How should a group negotiate its wish list with the hotel?

•As John suggests, include any “basic assumption” of the event in the contract, like: This event is being held for the purpose of having Bill Gates give a speech to the sales staff. 

If Bill Gates is in the hospital, you can terminate the contract.

•Offer to share the risk.

My hotel clients don’t like this, but they would rather agree that if the terrorism threat level in the city is raised to orange that attrition will be reduced by 25%, than agree that if the terrorist threat level is raised that the group can completely terminate the event without payment.  Make sure it is clearly defined in numbers; do not use undefined terms like “attrition obligations will be reduced accordingly.”

•Base your commitments on a realistic evaluation of risk factors.

If your attendees are afraid of terrorism, you might want to hold your event in places that are less likely to be targets. Estimate what percentage of your attendees would refuse to cross a picket line and reduce your room block accordingly.

•Do pursue John’s suggestion of meeting insurance.
Be very cautious in purchasing policies to be sure that they will cover the situations that you are concerned about.

•Remember that you are negotiating your “wish list.”  Do not expect hotels to accept risks in a meeting contract that they would not usually have under the law.  If you have a legitimate concern, explain it to the hotel and create a clause that is objectively and narrowly tailored to cover the issue.

•Do not abuse Force Majeure clauses.

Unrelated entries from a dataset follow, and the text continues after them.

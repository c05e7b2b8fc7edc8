//! Partner inquiry repository.

use chrono::Utc;
use entity::sea_orm_active_enums::InquiryStatus;
use sea_orm::{
    ActiveModelTrait, ActiveValue, ColumnTrait, DatabaseConnection, DbErr, EntityTrait,
    PaginatorTrait, QueryFilter, QueryOrder,
};

use crate::server::model::partner::{CreatePartnerInquiryParams, PartnerInquiry};

pub struct PartnerInquiryRepository<'a> {
    db: &'a DatabaseConnection,
}

impl<'a> PartnerInquiryRepository<'a> {
    pub fn new(db: &'a DatabaseConnection) -> Self {
        Self { db }
    }

    /// Stores a new inquiry with status `new`.
    pub async fn create(
        &self,
        params: CreatePartnerInquiryParams,
    ) -> Result<PartnerInquiry, DbErr> {
        let now = Utc::now();

        let entity = entity::partner_inquiry::ActiveModel {
            organization: ActiveValue::Set(params.organization),
            contact_name: ActiveValue::Set(params.contact_name),
            email: ActiveValue::Set(params.email),
            phone: ActiveValue::Set(params.phone),
            partner_type: ActiveValue::Set(params.partner_type),
            message: ActiveValue::Set(params.message),
            status: ActiveValue::Set(InquiryStatus::New),
            created_at: ActiveValue::Set(now),
            updated_at: ActiveValue::Set(now),
            ..Default::default()
        }
        .insert(self.db)
        .await?;

        Ok(PartnerInquiry::from_entity(entity))
    }

    /// Gets paginated inquiries, newest first.
    pub async fn get_paginated(
        &self,
        status: Option<InquiryStatus>,
        page: u64,
        per_page: u64,
    ) -> Result<(Vec<PartnerInquiry>, u64), DbErr> {
        let mut query = entity::prelude::PartnerInquiry::find();
        if let Some(status) = status {
            query = query.filter(entity::partner_inquiry::Column::Status.eq(status));
        }

        let paginator = query
            .order_by_desc(entity::partner_inquiry::Column::CreatedAt)
            .order_by_desc(entity::partner_inquiry::Column::Id)
            .paginate(self.db, per_page);

        let total = paginator.num_items().await?;
        let inquiries = paginator
            .fetch_page(page)
            .await?
            .into_iter()
            .map(PartnerInquiry::from_entity)
            .collect();

        Ok((inquiries, total))
    }

    pub async fn update_status(
        &self,
        id: i32,
        status: InquiryStatus,
    ) -> Result<Option<PartnerInquiry>, DbErr> {
        let Some(inquiry) = entity::prelude::PartnerInquiry::find_by_id(id)
            .one(self.db)
            .await?
        else {
            return Ok(None);
        };

        let mut active_model: entity::partner_inquiry::ActiveModel = inquiry.into();
        active_model.status = ActiveValue::Set(status);
        active_model.updated_at = ActiveValue::Set(Utc::now());

        let entity = active_model.update(self.db).await?;

        Ok(Some(PartnerInquiry::from_entity(entity)))
    }
}
use chrono::{Duration, Utc};
use entity::sea_orm_active_enums::{InviteStatus, UserRole};
use test_utils::{builder::TestBuilder, factory};

use crate::server::{
    error::AppError,
    model::invite::CreateInviteParams,
    provider::test::RecordingNotifier,
    service::invite::InviteService,
};

mod accept;
mod create;
mod resend;
mod revoke;

const APP_URL: &str = "https://provisions.test";

fn params(email: &str, role: UserRole) -> CreateInviteParams {
    CreateInviteParams {
        email: email.to_string(),
        role,
        phone: Some("+18765550100".to_string()),
        invited_by: None,
    }
}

Do not attempt to avoid paying damages when your group decides to cancel an event for business reasons by claiming Force Majeure.  I had groups in 2003 claiming that they were cancelling “due to 9/11.”  When either side to a contract acts unreasonably, the other side will naturally react.

Just like I’ll keep putting that diamond ring on my Birthday/Christmas List, but I won’t be disappointed if I don’t get it, planners can keep asking hotels to assume more of the group’s risk under a contract so long as they recognize that the hotel has a legitimate business and legal reason for deciding not to accept.